» Aim of the exercise
Check every line of the entries that follow, and copy the ones containing "https".

» Provided records
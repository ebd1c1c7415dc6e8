use crate::utils::error::{Result, SandboxError};
use axum::http::header::LOCATION;
use axum::http::{HeaderValue, StatusCode};
use axum::response::{IntoResponse, Response};
use percent_encoding::{utf8_percent_encode, AsciiSet, NON_ALPHANUMERIC};

/// Everything outside RFC 5987 `attr-char`.
const EXT_VALUE_ESCAPES: &AsciiSet = &NON_ALPHANUMERIC
    .remove(b'!')
    .remove(b'#')
    .remove(b'$')
    .remove(b'&')
    .remove(b'+')
    .remove(b'-')
    .remove(b'.')
    .remove(b'^')
    .remove(b'_')
    .remove(b'`')
    .remove(b'|')
    .remove(b'~');

#[derive(Debug, Clone, Copy, PartialEq, Eq)]
pub enum DispositionType {
    Attachment,
    Inline,
}

impl DispositionType {
    fn as_str(self) -> &'static str {
        match self {
            Self::Attachment => "attachment",
            Self::Inline => "inline",
        }
    }
}

/// Builds a `Content-Disposition` value for `filename`.
///
/// Only the final path segment is used. Names outside printable ASCII get a
/// `?`-substituted fallback plus an RFC 5987 `filename*` parameter.
pub fn content_disposition(kind: DispositionType, filename: &str) -> String {
    let name = filename
        .rsplit(['/', '\\'])
        .next()
        .unwrap_or(filename);

    if name.is_empty() {
        return kind.as_str().to_string();
    }

    let printable_ascii = name.chars().all(|c| (' '..='~').contains(&c));
    if printable_ascii {
        return format!("{}; filename=\"{}\"", kind.as_str(), quote_escape(name));
    }

    let fallback: String = name
        .chars()
        .map(|c| if (' '..='~').contains(&c) { c } else { '?' })
        .collect();

    format!(
        "{}; filename=\"{}\"; filename*=UTF-8''{}",
        kind.as_str(),
        quote_escape(&fallback),
        encode_ext_value(name)
    )
}

fn quote_escape(value: &str) -> String {
    value.replace('\\', "\\\\").replace('"', "\\\"")
}

fn encode_ext_value(value: &str) -> String {
    utf8_percent_encode(value, EXT_VALUE_ESCAPES).to_string()
}

/// `302 Found` pointing at `location`, passed through verbatim.
pub fn found(location: &str) -> Result<Response> {
    let value = HeaderValue::from_str(location)
        .map_err(|_| SandboxError::bad_request(format!("invalid redirect target: {location}")))?;

    Ok((StatusCode::FOUND, [(LOCATION, value)]).into_response())
}

#[cfg(test)]
mod tests {
    use super::*;

    #[test]
    fn test_ascii_filename() {
        assert_eq!(
            content_disposition(DispositionType::Attachment, "10_items.json"),
            "attachment; filename=\"10_items.json\""
        );
        assert_eq!(
            content_disposition(DispositionType::Inline, "/srv/public/docs/a.pdf"),
            "inline; filename=\"a.pdf\""
        );
    }

    #[test]
    fn test_quotes_are_escaped() {
        assert_eq!(
            content_disposition(DispositionType::Attachment, "say \"hi\".txt"),
            "attachment; filename=\"say \\\"hi\\\".txt\""
        );
    }

    #[test]
    fn test_unicode_filename() {
        assert_eq!(
            content_disposition(DispositionType::Attachment, "résumé.txt"),
            "attachment; filename=\"r?sum?.txt\"; filename*=UTF-8''r%C3%A9sum%C3%A9.txt"
        );
    }

    #[test]
    fn test_found_sets_location() {
        let response = found("https://example.com/done").unwrap();
        assert_eq!(response.status(), StatusCode::FOUND);
        assert_eq!(
            response.headers().get(LOCATION).unwrap(),
            "https://example.com/done"
        );
        assert!(found("bad\ntarget").is_err());
    }
}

» Solved exercise
        let response = found("https://example.com/done").unwrap();
            "https://example.com/done"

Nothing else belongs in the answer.